Leadership
Armed with my trusty sidekick, this morning I thought I would see what an LLM would make if I asked it to create public comms for common cyber incidents…. for basically every scenario… it really wanted to tell everyone no data was accessed! Which is amazing, because in almost every incident I’ve seen: Data is accessed!
In a business email compromise (BEC) scenario…. the clue is in the name, it’s already a compromise of confidentiality!
In a ransomware event, there’s clearly a range of scenarios, if you managed to stop the attack within seconds then sure maybe you might find broadly that data is not accessed (clearly there is the username/password and then whatever interfaces they manage to connect to)… but largely speaking if someone is inside your network and they are fast they probably have accessed sensitive data, and then likely they will have exfiltrated it. Don’t believe me? give it a go during a security assurance exercise!

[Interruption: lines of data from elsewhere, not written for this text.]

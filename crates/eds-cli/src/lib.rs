pub mod items;
pub mod remote;
pub mod submit;

pub use items::{parse_items, CommandLineRequest, ItemsError, ParsedItems};
pub use submit::{submit, SubmitError, SubmitOptions, SubmitOutcome};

Now, what seems to be a macro pattern that we see of ‘expert comms’ during cyber incidents? well it often looks a bit like this:
Now there are totally valid reasons for at 0 hour and in the first few days to not be able to create a reasonable and accurate impact assessment, however, if you walk in and all your PCs are showing ransomware encryption event wallpapers the high likelihood is, you aren’t going to be data loss free! So let’s task GROK to create a realistic set of comms to common incidents!

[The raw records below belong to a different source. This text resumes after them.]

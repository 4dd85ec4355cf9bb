use crate::registry::{on_desktop, DesktopId, DocumentId, DocumentInfo};
use eds_core::TabPlacement;

/// Whether a record should land in its own window rather than a tab.
pub fn wants_new_window(placement: TabPlacement, open_in_tab: bool) -> bool {
    match placement {
        TabPlacement::NewWindow => true,
        TabPlacement::InGroup => false,
        TabPlacement::Default => !open_in_tab,
    }
}

/// Picks the document whose window receives a new file.
///
/// New-window requests reuse an untitled, unmodified, idle document on the
/// current desktop; tab requests join the first displayed document there.
pub fn find_target(
    documents: &[DocumentInfo],
    new_window: bool,
    desktop: Option<DesktopId>,
) -> Option<DocumentId> {
    documents
        .iter()
        .filter(|doc| on_desktop(doc.desktop, desktop))
        .find(|doc| {
            if new_window {
                doc.is_untitled_unmodified() && !doc.macro_running
            } else {
                doc.top
            }
        })
        .map(|doc| doc.id)
}

/// Untitled, unmodified document shown by an empty request.
pub fn find_untitled(documents: &[DocumentInfo], desktop: Option<DesktopId>) -> Option<DocumentId> {
    documents
        .iter()
        .find(|doc| doc.is_untitled_unmodified() && on_desktop(doc.desktop, desktop))
        .map(|doc| doc.id)
}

So this required three attempts and I had to be quite forceful! GROK really really seemed to want to say: there is not impact! I wonder why that is? is that based on science of incidents? or is that based on SPIN and communications that often downplay, deny and deviate from reality?
So let’s see, what if people were a bit more honest?
Customer Communication Statements for Cybersecurity Incidents
1. Phishing Attack Leading to Credential Theft
We recently detected a phishing attempt that compromised employee login credentials. We’ve acted swiftly by resetting passwords and enforcing multi-factor authentication (MFA) to secure the affected accounts. Given the nature of this incident, it’s possible that some data was accessed before containment, and we are actively investigating to determine if any customer data was impacted. We urge customers to stay alert for phishing attempts and report anything unusual to our support team.
2. Ransomware Infection via Exploit Kit
Our systems identified a ransomware infection on an internal device. We isolated the device and stopped the threat before it could encrypt critical data or spread further. However, ransomware attacks often involve data theft prior to encryption. We are investigating whether any customer data was accessed or stolen and will keep you updated as we confirm the full scope of the incident.
3. Insider Threat with Data Exfiltration
We discovered an insider incident where an employee accessed internal data without authorization. We immediately revoked their access and isolated their device to limit further risk. Due to the nature of insider threats, it’s possible that customer data was exfiltrated, and we are conducting a detailed investigation to confirm the extent of any data exposure. We are fully committed to resolving this matter and protecting your information.
4. Supply Chain Compromise
We identified a security issue in a third-party software component integrated into our systems. We’ve isolated the affected component and are collaborating with the vendor to address the vulnerability. Given the complexity of supply chain attacks, we are investigating whether any customer data was accessed or impacted. We’ll provide updates as we work to ensure the security of our systems.
5. Advanced Persistent Threat (APT) with Lateral Movement
Our security team detected a sophisticated cyberattack attempting to navigate our network. We contained it by isolating affected systems and enhancing network segmentation. APTs often aim to steal data discreetly, so we are thoroughly investigating to determine if any customer data was accessed. We’ll continue to strengthen our defenses and keep you informed throughout this process.
6. DDoS Attack Targeting Critical Services
Our services faced temporary disruptions today due to a distributed denial-of-service (DDoS) attack. We mitigated the issue with traffic filtering and rate limiting, restoring normal operations quickly. Since DDoS attacks focus on disrupting service rather than accessing data, we have no evidence that customer data was compromised. We apologize for the inconvenience and are reinforcing our systems to prevent future disruptions.
7. Zero-Day Exploit Against Public-Facing Application
We discovered an unknown vulnerability in a public-facing application and have taken it offline to prevent exploitation, isolating the server from the internet. We’re working urgently to patch the issue and restore service. Depending on the exploit’s scope, it’s possible that customer data was accessed, and we are investigating to confirm. We’ll update you once we’ve fully resolved the situation.
8. Business Email Compromise (BEC)
We detected a business email compromise (BEC) incident affecting an employee account. We’ve isolated the account and reset all credentials to prevent further misuse. BEC incidents often involve accessing sensitive email data, so we are investigating whether any customer information was exposed. Please remain cautious of suspicious emails and report them to our support team as we resolve this issue.
Now I’m not suggesting these are ‘the thing’ and that these are good/bad/ugly. What I am trying to show is that, there’s a big delta between what responders see in incidents and what is in public communications. Is that a good or bad things? How do you stand with the state of Cyber incident comms today?